E verybody has their own favourites, and other works that are somewhat less than that, without there being any general agreement on the matter. I will keep quiet about the latter, save to express my surprise that the Society selected the Third Symphony for early sponsorship (author retreats behind his desk as a hail of missiles from enraged Third Symphony fans peppers the windows…). For all that, persistence does pay off, and those who abandon the effort at an early stage are missing an experience which no other composer can provide. He will probably never be fashionable, nor lose his ‘controversial’ label but then, neither has Berlioz. For every person who, correctly, regards the Frenchman as one of the great masters, you will find one who considers him an utter charlatan. They are, I suppose, entitled to their opinion - the cloth-eared twerps.

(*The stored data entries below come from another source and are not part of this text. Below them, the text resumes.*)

//! Command-line interface module
//!
//! Handles argument parsing for the `plugconf` binary

pub mod args;

pub use args::*;
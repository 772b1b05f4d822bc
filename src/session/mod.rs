//! Editing session over both configuration scopes of one plugin version
//!
//! Each scope owns its own [`ValueStore`], error map, saved baseline and
//! save state. Saving one scope never validates, submits or alters the
//! other.

pub mod state;

pub use state::{SaveFailure, SaveOutcome, SaveRejected, SaveState, SaveTicket};

use core::time::Duration;
use std::sync::atomic::{AtomicU64, Ordering};
use std::time::Instant;

use serde_json::Value;
use thiserror::Error;
use tracing::{debug, info, warn};

use crate::error::PersistenceError;
use crate::persistence::{ConfigBackend, ConfigTarget};
use crate::render;
use crate::schema::{ConfigScope, SchemaModel};
use crate::store::{ConfigValues, FieldErrors, UnknownField, ValueStore};
use crate::validation;

// Global counter for telling sessions apart when responses arrive late
static SESSION_COUNTER: AtomicU64 = AtomicU64::new(1);

/// Behaviour knobs for an editing session
#[derive(Debug, Clone, Copy, PartialEq, Eq)]
pub struct SessionSettings {
    /// How long `Success`/`Error` stay visible before returning to `Idle`
    pub display_interval: Duration,
    /// Re-check a field right after each edit instead of only on save
    pub live_validation: bool,
}

impl Default for SessionSettings {
    #[inline]
    fn default() -> Self {
        Self {
            display_interval: Duration::from_millis(3000),
            live_validation: false,
        }
    }
}

/// Raised when an edit names a key the schema does not declare
#[derive(Error, Debug, Clone, PartialEq, Eq)]
#[non_exhaustive]
pub enum EditError {
    #[error("Unknown configuration field '{0}'")]
    UnknownKey(String),

    #[error(transparent)]
    Store(#[from] UnknownField),
}

/// State of one scope inside a session
#[derive(Debug, Clone)]
pub struct ScopeEditor {
    scope: ConfigScope,
    store: ValueStore,
    /// Last values known to be persisted
    baseline: ConfigValues,
    state: SaveState,
    /// Bumped when edits are discarded so stale responses are ignored
    epoch: u64,
}

impl ScopeEditor {
    fn new(schema: &SchemaModel, scope: ConfigScope, saved: ConfigValues) -> Self {
        Self {
            scope,
            store: ValueStore::initialize(schema, scope, &saved),
            baseline: saved,
            state: SaveState::Idle,
            epoch: 0,
        }
    }

    #[must_use]
    #[inline]
    pub const fn scope(&self) -> ConfigScope {
        self.scope
    }

    #[must_use]
    #[inline]
    pub const fn store(&self) -> &ValueStore {
        &self.store
    }

    #[must_use]
    #[inline]
    pub const fn state(&self) -> &SaveState {
        &self.state
    }

    /// Values the collaborator last acknowledged
    #[must_use]
    #[inline]
    pub const fn baseline(&self) -> &ConfigValues {
        &self.baseline
    }

    /// Whether the save trigger should be enabled
    #[must_use]
    #[inline]
    pub const fn can_save(&self) -> bool {
        !self.state.is_saving()
    }
}

/// One user's editing session for a plugin version
#[derive(Debug, Clone)]
pub struct EditingSession {
    id: u64,
    target: ConfigTarget,
    schema: SchemaModel,
    settings: SessionSettings,
    enterprise: ScopeEditor,
    personal: ScopeEditor,
}

impl EditingSession {
    /// Start a session from already-loaded saved values
    #[must_use]
    #[inline]
    pub fn open(
        target: ConfigTarget,
        schema: SchemaModel,
        saved_enterprise: ConfigValues,
        saved_personal: ConfigValues,
        settings: SessionSettings,
    ) -> Self {
        let id = SESSION_COUNTER.fetch_add(1, Ordering::SeqCst);
        let enterprise = ScopeEditor::new(&schema, ConfigScope::Enterprise, saved_enterprise);
        let personal = ScopeEditor::new(&schema, ConfigScope::Personal, saved_personal);
        debug!("Opened configuration session {id} for {target}");

        Self {
            id,
            target,
            schema,
            settings,
            enterprise,
            personal,
        }
    }

    /// Start a session, reading saved values of every scope the schema uses
    ///
    /// # Errors
    ///
    /// Returns the first [`PersistenceError`] raised while loading.
    #[inline]
    pub fn load(
        backend: &dyn ConfigBackend,
        target: ConfigTarget,
        schema: SchemaModel,
        settings: SessionSettings,
    ) -> Result<Self, PersistenceError> {
        let mut saved = [ConfigValues::new(), ConfigValues::new()];
        for (slot, scope) in saved.iter_mut().zip(ConfigScope::ALL) {
            if schema.has_scope(scope) {
                *slot = backend.load(&target, scope)?;
            }
        }
        let [saved_enterprise, saved_personal] = saved;
        Ok(Self::open(target, schema, saved_enterprise, saved_personal, settings))
    }

    #[must_use]
    #[inline]
    pub const fn id(&self) -> u64 {
        self.id
    }

    #[must_use]
    #[inline]
    pub const fn target(&self) -> &ConfigTarget {
        &self.target
    }

    #[must_use]
    #[inline]
    pub const fn schema(&self) -> &SchemaModel {
        &self.schema
    }

    #[must_use]
    #[inline]
    pub const fn settings(&self) -> &SessionSettings {
        &self.settings
    }

    #[must_use]
    #[inline]
    pub const fn scope(&self, scope: ConfigScope) -> &ScopeEditor {
        match scope {
            ConfigScope::Enterprise => &self.enterprise,
            ConfigScope::Personal => &self.personal,
        }
    }

    /// Schema plus the mutable editor of one scope
    fn parts(&mut self, scope: ConfigScope) -> (&SchemaModel, &mut ScopeEditor) {
        let editor = match scope {
            ConfigScope::Enterprise => &mut self.enterprise,
            ConfigScope::Personal => &mut self.personal,
        };
        (&self.schema, editor)
    }

    fn owner_of(&self, key: &str) -> Result<ConfigScope, EditError> {
        self.schema
            .field(key)
            .map(|field| field.scope)
            .ok_or_else(|| EditError::UnknownKey(key.to_owned()))
    }

    /// Replace a field's value in the scope that owns it
    ///
    /// Clears the field's error; with live validation on, re-checks just that
    /// field.
    ///
    /// # Errors
    ///
    /// Returns [`EditError::UnknownKey`] if the schema has no such field.
    #[inline]
    pub fn set(&mut self, key: &str, value: Value) -> Result<ConfigScope, EditError> {
        let scope = self.owner_of(key)?;
        let live = self.settings.live_validation;
        let (schema, editor) = self.parts(scope);

        editor.store.set(key, value)?;
        if live {
            let message = validation::validate_field(schema, &editor.store, key);
            editor.store.set_error(key, message);
        }
        Ok(scope)
    }

    /// Apply raw control text to a field, interpreting it for the field's type
    ///
    /// # Errors
    ///
    /// Returns [`EditError::UnknownKey`] if the schema has no such field.
    #[inline]
    pub fn edit(&mut self, key: &str, raw: &str) -> Result<ConfigScope, EditError> {
        let field = self
            .schema
            .field(key)
            .ok_or_else(|| EditError::UnknownKey(key.to_owned()))?;
        let value = render::apply_edit(field, raw);
        self.set(key, value)
    }

    /// Restore a field to its saved (or default) value
    ///
    /// # Errors
    ///
    /// Returns [`EditError::UnknownKey`] if the schema has no such field.
    #[inline]
    pub fn reset(&mut self, key: &str) -> Result<ConfigScope, EditError> {
        let scope = self.owner_of(key)?;
        self.parts(scope).1.store.reset(key)?;
        Ok(scope)
    }

    /// Run a validation pass over one scope and attach the result to its store
    #[inline]
    pub fn validate(&mut self, scope: ConfigScope) -> FieldErrors {
        let (schema, editor) = self.parts(scope);
        let errors = validation::validate(schema, &editor.store);
        editor.store.set_errors(errors.clone());
        errors
    }

    /// Validate one scope and, if clean, hand out the payload to submit
    ///
    /// # Errors
    ///
    /// - [`SaveRejected::InFlight`] while a save of this scope is outstanding
    /// - [`SaveRejected::Invalid`] when validation fails; the scope moves to
    ///   `Error` and the messages are attached to its store
    #[inline]
    pub fn begin_save(
        &mut self,
        scope: ConfigScope,
        now: Instant,
    ) -> Result<SaveTicket, SaveRejected> {
        let session = self.id;
        let target = self.target.clone();
        let (schema, editor) = self.parts(scope);

        if editor.state.is_saving() {
            warn!("Ignoring {scope} save request: a save is already in progress");
            return Err(SaveRejected::InFlight(scope));
        }

        editor.state = SaveState::Validating;
        let errors = validation::validate(schema, &editor.store);
        if !errors.is_empty() {
            info!("{scope} configuration has {} invalid field(s)", errors.len());
            editor.store.set_errors(errors.clone());
            editor.state = SaveState::Error {
                failure: SaveFailure::Invalid(errors.clone()),
                at: now,
            };
            return Err(SaveRejected::Invalid(errors));
        }

        editor.store.clear_errors();
        editor.state = SaveState::Saving;
        debug!("Submitting {scope} configuration for {target}");

        Ok(SaveTicket {
            session,
            epoch: editor.epoch,
            scope,
            target,
            payload: editor.store.serialize(),
        })
    }

    /// Apply the collaborator's answer to a save started by [`begin_save`](Self::begin_save)
    ///
    /// On success the submitted payload becomes the scope's saved baseline.
    /// On failure the user's values stay as they are and the collaborator's
    /// message is kept. Answers for another session, a discarded edit cycle,
    /// or a scope that is not saving are ignored.
    #[inline]
    pub fn complete_save(
        &mut self,
        ticket: SaveTicket,
        result: Result<(), PersistenceError>,
        now: Instant,
    ) -> SaveOutcome {
        if ticket.session != self.id {
            debug!("Ignoring save response for session {}", ticket.session);
            return SaveOutcome::Ignored;
        }

        let scope = ticket.scope;
        let editor = self.parts(scope).1;
        if ticket.epoch != editor.epoch || !editor.state.is_saving() {
            debug!("Ignoring stale {scope} save response");
            return SaveOutcome::Ignored;
        }

        match result {
            Ok(()) => {
                editor.store.mark_saved(&ticket.payload);
                editor.baseline = ticket.payload;
                editor.state = SaveState::Success { at: now };
                info!("Saved {scope} configuration for {}", ticket.target);
                SaveOutcome::Saved
            }
            Err(err) => {
                let message = err.user_message();
                warn!("Saving {scope} configuration failed: {message}");
                editor.state = SaveState::Error {
                    failure: SaveFailure::Rejected(err),
                    at: now,
                };
                SaveOutcome::Failed(message)
            }
        }
    }

    /// Validate, submit and complete a save in one call
    #[inline]
    pub fn save_with(&mut self, scope: ConfigScope, backend: &dyn ConfigBackend) -> SaveOutcome {
        let ticket = match self.begin_save(scope, Instant::now()) {
            Ok(ticket) => ticket,
            Err(rejected) => return SaveOutcome::Failed(rejected.to_string()),
        };
        let result = backend.save(ticket.target(), scope, ticket.payload());
        self.complete_save(ticket, result, Instant::now())
    }

    /// Return scopes showing `Success` or `Error` to `Idle` once the display interval passed
    #[inline]
    pub fn tick(&mut self, now: Instant) {
        let interval = self.settings.display_interval;
        for editor in [&mut self.enterprise, &mut self.personal] {
            let shown_since = match editor.state {
                SaveState::Success { at } | SaveState::Error { at, .. } => at,
                SaveState::Idle | SaveState::Validating | SaveState::Saving => continue,
            };
            if now.saturating_duration_since(shown_since) >= interval {
                editor.state = SaveState::Idle;
            }
        }
    }

    /// Drop unsaved edits of one scope and abandon any in-flight save
    ///
    /// The store is rebuilt from the saved baseline; a response for the
    /// abandoned save will be ignored.
    #[inline]
    pub fn discard(&mut self, scope: ConfigScope) {
        let (schema, editor) = self.parts(scope);
        editor.epoch += 1;
        editor.store = ValueStore::initialize(schema, scope, &editor.baseline);
        editor.state = SaveState::Idle;
        debug!("Discarded {scope} edits");
    }
}
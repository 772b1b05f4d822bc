//! System abstraction for environment and filesystem operations
//!
//! Everything that touches the host goes through [`System`], so settings
//! loading and the file-backed configuration store can run against
//! [`MockSystem`] in tests.

use std::env::VarError;
use std::io;
use std::path::Path;

pub mod mock;
pub mod real;

pub use mock::MockSystem;
pub use real::RealSystem;

/// Unified trait for system operations (environment + filesystem)
///
/// # Implementations
/// - `RealSystem`: Production implementation using `std::env` and `std::fs`
/// - `MockSystem`: Test implementation using in-memory storage
pub trait System: Send + Sync {
    // ==================== Environment Operations ====================

    /// Get an environment variable
    fn env_var(&self, key: &str) -> Result<String, VarError>;

    // ==================== Filesystem Operations ====================

    /// Read entire file contents as a string
    fn read_to_string(&self, path: &Path) -> io::Result<String>;

    /// Replace a file's contents so readers never observe a partial write
    fn write_atomic(&self, path: &Path, contents: &[u8]) -> io::Result<()>;

    /// Recursively create a directory and all parent directories
    fn create_dir_all(&self, path: &Path) -> io::Result<()>;

    /// Check if a path exists
    fn exists(&self, path: &Path) -> bool;

    /// Check if a path points to a file
    fn is_file(&self, path: &Path) -> bool;
}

There are second-rate musicians who occasionally excel themselves and produce very good work: Saint-Saëns with his Organ Symphony, for example. Brian at his best is far above such efforts. Every time I listen to the scherzo (inadequate word!) of The Gothic, the eerie central movement of Das Siegeslied, the sinister measured tread of the ‘Gargoyles’ from The Tigers, the light airy spaces of the Faust prologue, or the heart-rending stoicism of the Elegy. I sit transfixed, awed by the power and the originality of the music. For these, and much else, one can forgive Brian his lapses. This is why the Society was founded; why we are still here.